Mobile Polizeistationen für Moldau: Neue Ausrüstung stärkt Bürgernähe und Einsatzfähigkeit

Moldovan Police Officers and Vehicles

17 mobile Polizeistationen, moderne Videosysteme und neue IT-Arbeitsplätze stärken die Einsatzfähigkeit der moldauischen Polizei. Das vom Auswärtigen Amt finanzierte und von der GS-Foundation umgesetzte Projekt bringt Polizeiarbeit näher zu den Bürgerinnen und Bürgern, auch in abgelegenen Regionen.

Moderne Ausstattung und leistungsfähige Infrastruktur sind entscheidend, damit Polizeikräfte ihre Arbeit effektiv und nah an den Bürgerinnen und Bürgern leisten können. Im Rahmen eines Projekts zur Stärkung der Nationalpolizei der Republik Moldau hat die GS-Foundation neue technische Ausstattung sowie mobile Polizeistationen übergeben.

Ziel des Gesamtprojekts ist es, die Kapazitäten der moldauischen Polizei in den Bereichen Krisenprävention, Kriminalitätsbekämpfung und Bürgernähe zu stärken.

Mobile Polizeistationen für mehr Bürgernähe

Ein zentraler Bestandteil des Projekts ist die Bereitstellung von 17 mobilen Polizeistationen. Diese Fahrzeuge ermöglichen es den Polizeikräften, Einsätze direkt vor Ort zu dokumentieren, zu koordinieren und zu verwalten. Ziel ist es, polizeiliche Dienstleistungen näher zu den Bürgerinnen und Bürgern zu bringen – insbesondere auch in abgelegenen Regionen.
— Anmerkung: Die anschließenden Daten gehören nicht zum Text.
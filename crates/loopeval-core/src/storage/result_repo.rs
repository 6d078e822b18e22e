use super::experiment_repo::{insert_items_tx, recount_stats_tx};
use super::store::{from_json, opt_from_json, parse_col, placeholders, to_json, Store};
use crate::errors::ErrorDetail;
use crate::model::{
    now_ms, AggregatorResult, EvaluatorCell, EvaluatorVersionId, ExptAggregateResult, ExptId,
    ExptStats, ItemId, ItemResult, ItemTransition, RunId, RunState, SpaceId, StatsDelta, TurnId,
    TurnResult,
};
use rusqlite::types::Value;
use rusqlite::{params, params_from_iter, OptionalExtension, Row, Transaction};
use std::collections::BTreeMap;

const ITEM_COLS: &str =
    "expt_id, space_id, item_id, item_idx, run_state, run_id, error_json, retry_count, updated_at";
const TURN_COLS: &str = "expt_id, item_id, turn_id, turn_idx, run_id, status, target_record_id,
    target_error_json, evaluator_results_json, updated_at";
const STATS_COLS: &str = "expt_id, space_id, pending_cnt, processing_cnt, success_cnt, failed_cnt,
    terminated_cnt, total_cnt, input_tokens, output_tokens";

fn row_to_item(row: &Row<'_>) -> rusqlite::Result<ItemResult> {
    Ok(ItemResult {
        expt_id: row.get(0)?,
        space_id: row.get(1)?,
        item_id: row.get(2)?,
        item_idx: row.get(3)?,
        run_state: parse_col(4, &row.get::<_, String>(4)?, RunState::parse)?,
        run_id: row.get(5)?,
        error: opt_from_json(6, row.get(6)?)?,
        retry_count: row.get(7)?,
        updated_at: row.get(8)?,
    })
}

fn row_to_turn(row: &Row<'_>) -> rusqlite::Result<TurnResult> {
    let cells: BTreeMap<EvaluatorVersionId, EvaluatorCell> =
        from_json(8, &row.get::<_, String>(8)?)?;
    Ok(TurnResult {
        expt_id: row.get(0)?,
        item_id: row.get(1)?,
        turn_id: row.get(2)?,
        turn_idx: row.get(3)?,
        run_id: row.get(4)?,
        status: parse_col(5, &row.get::<_, String>(5)?, RunState::parse)?,
        target_output_ref: row.get(6)?,
        target_error: opt_from_json(7, row.get(7)?)?,
        evaluator_results: cells,
        updated_at: row.get(9)?,
    })
}

fn row_to_stats(row: &Row<'_>) -> rusqlite::Result<ExptStats> {
    Ok(ExptStats {
        expt_id: row.get(0)?,
        space_id: row.get(1)?,
        pending_cnt: row.get(2)?,
        processing_cnt: row.get(3)?,
        success_cnt: row.get(4)?,
        failed_cnt: row.get(5)?,
        terminated_cnt: row.get(6)?,
        total_cnt: row.get(7)?,
        input_tokens: row.get(8)?,
        output_tokens: row.get(9)?,
    })
}

#[derive(Debug, Clone, PartialEq)]
pub enum ClaimOutcome {
    Claimed(ItemResult),
    NotPending(RunState),
    AtCapacity,
    Missing,
}

fn incr_stats_tx(tx: &Transaction<'_>, expt_id: ExptId, d: StatsDelta) -> anyhow::Result<()> {
    if d.is_zero() {
        return Ok(());
    }
    tx.execute(
        "UPDATE expt_stats SET
            pending_cnt = pending_cnt + ?1,
            processing_cnt = processing_cnt + ?2,
            success_cnt = success_cnt + ?3,
            failed_cnt = failed_cnt + ?4,
            terminated_cnt = terminated_cnt + ?5,
            input_tokens = input_tokens + ?6,
            output_tokens = output_tokens + ?7,
            updated_at = ?8
         WHERE expt_id = ?9",
        params![
            d.pending,
            d.processing,
            d.success,
            d.failed,
            d.terminated,
            d.input_tokens,
            d.output_tokens,
            now_ms(),
            expt_id
        ],
    )?;
    Ok(())
}

fn log_transition_tx(
    tx: &Transaction<'_>,
    expt_id: ExptId,
    item_id: ItemId,
    run_id: Option<RunId>,
    from: RunState,
    to: RunState,
    at: i64,
) -> anyhow::Result<()> {
    tx.execute(
        "INSERT INTO item_run_logs (expt_id, item_id, run_id, from_state, to_state, at)
         VALUES (?1, ?2, ?3, ?4, ?5, ?6)",
        params![expt_id, item_id, run_id, from.as_str(), to.as_str(), at],
    )?;
    Ok(())
}

fn item_state_tx(
    tx: &Transaction<'_>,
    expt_id: ExptId,
    item_id: ItemId,
) -> anyhow::Result<Option<(RunState, Option<RunId>)>> {
    let row: Option<(String, Option<RunId>)> = tx
        .query_row(
            "SELECT run_state, run_id FROM item_results WHERE expt_id = ?1 AND item_id = ?2",
            params![expt_id, item_id],
            |r| Ok((r.get(0)?, r.get(1)?)),
        )
        .optional()?;
    match row {
        None => Ok(None),
        Some((s, run)) => {
            let st = RunState::parse(&s).ok_or_else(|| anyhow::anyhow!("unknown run_state {:?}", s))?;
            Ok(Some((st, run)))
        }
    }
}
Die mobilen Einheiten sind mit moderner Ausstattung wie Laptops, Druckern und WLAN-Verbindung ausgestattet. Dadurch können Informationen in Echtzeit verarbeitet und Einsätze effizient organisiert werden, ohne auf eine feste Dienststelle angewiesen zu sein.

Die mobilen Einheiten ermöglichen es den Polizeibeamtinnen und -beamten, Einsätze direkt am Einsatzort zu dokumentieren, zu koordinieren und zu verwalten. Dadurch können wichtige operative Aufgaben unmittelbar vor Ort erledigt werden. Das trägt dazu bei, Reaktionszeiten zu verkürzen und die Polizeiarbeit insgesamt schneller und effizienter zu gestalten, sodass Bürgerinnen und Bürger schneller Unterstützung erhalten können.

Moderne Technik für Einsätze und Ermittlungen

Darüber hinaus umfasst das Projekt 340 Videosysteme für Polizeifahrzeuge, die die Dokumentation von Einsätzen und die Transparenz von Patrouillentätigkeiten unterstützen.

Ergänzend wurden Ausrüstung für öffentliche Kommunikation und Informationsanalyse sowie 30 IT-Arbeitsplätze bereitgestellt, die für die Verarbeitung und Analyse von Daten im Rahmen strafrechtlicher Ermittlungen genutzt werden können.

Präsentation der neuen Ausstattung

Die neuen mobilen Einheiten wurden im Rahmen einer Veranstaltung vorgestellt, an der Innenministerin Daniella Misail-Nichitin, der Chef der Nationalpolizei Viorel Cernăuțeanu, der stellvertretende deutsche Botschafter in der Republik Moldau, Dr. Peter Buschmann, sowie Michael Schemke, Geschäftsführer der GS-Foundation, teilnahmen.

Ebenfalls vor Ort waren das Procurement Team mit Bernd Gosebruch und Peter Schmidts sowie der Projektleiter Dr. Volker Jacoby und Senior Polizeiexperte Klaus Peter Kilian.

Die Leitung der Nationalpolizei betonte die Bedeutung der Zusammenarbeit mit Deutschland.

„Mit den von der Bundesregierung unterstützten Projekten entwickeln wir weiterhin eine moderne Polizei, die in der Lage ist, schnell und effizient auf die täglichen Herausforderungen zu reagieren. Diese Initiative ist ein wichtiger Schritt im Prozess der Modernisierung der Institution und der Verbesserung der Dienstleistungen für die Bürger“, erklärte Viorel Cernăuțeanu, Leiter der Generalinspektion der Polizei.

Auch Dr. Peter Buschmann bekräftigte die kontinuierliche Unterstützung Deutschlands für die Stärkung der institutionellen Kapazitäten der Polizei der Republik Moldau.

Nach Angaben des moldauischen Innenministeriums gehört das Projekt zur Stärkung der Nationalpolizei bei der Krisenprävention und Verbrechensbekämpfung zu den wichtigen Sicherheitsinitiativen der Zusammenarbeit zwischen der Republik Moldau und der Bundesrepublik Deutschland.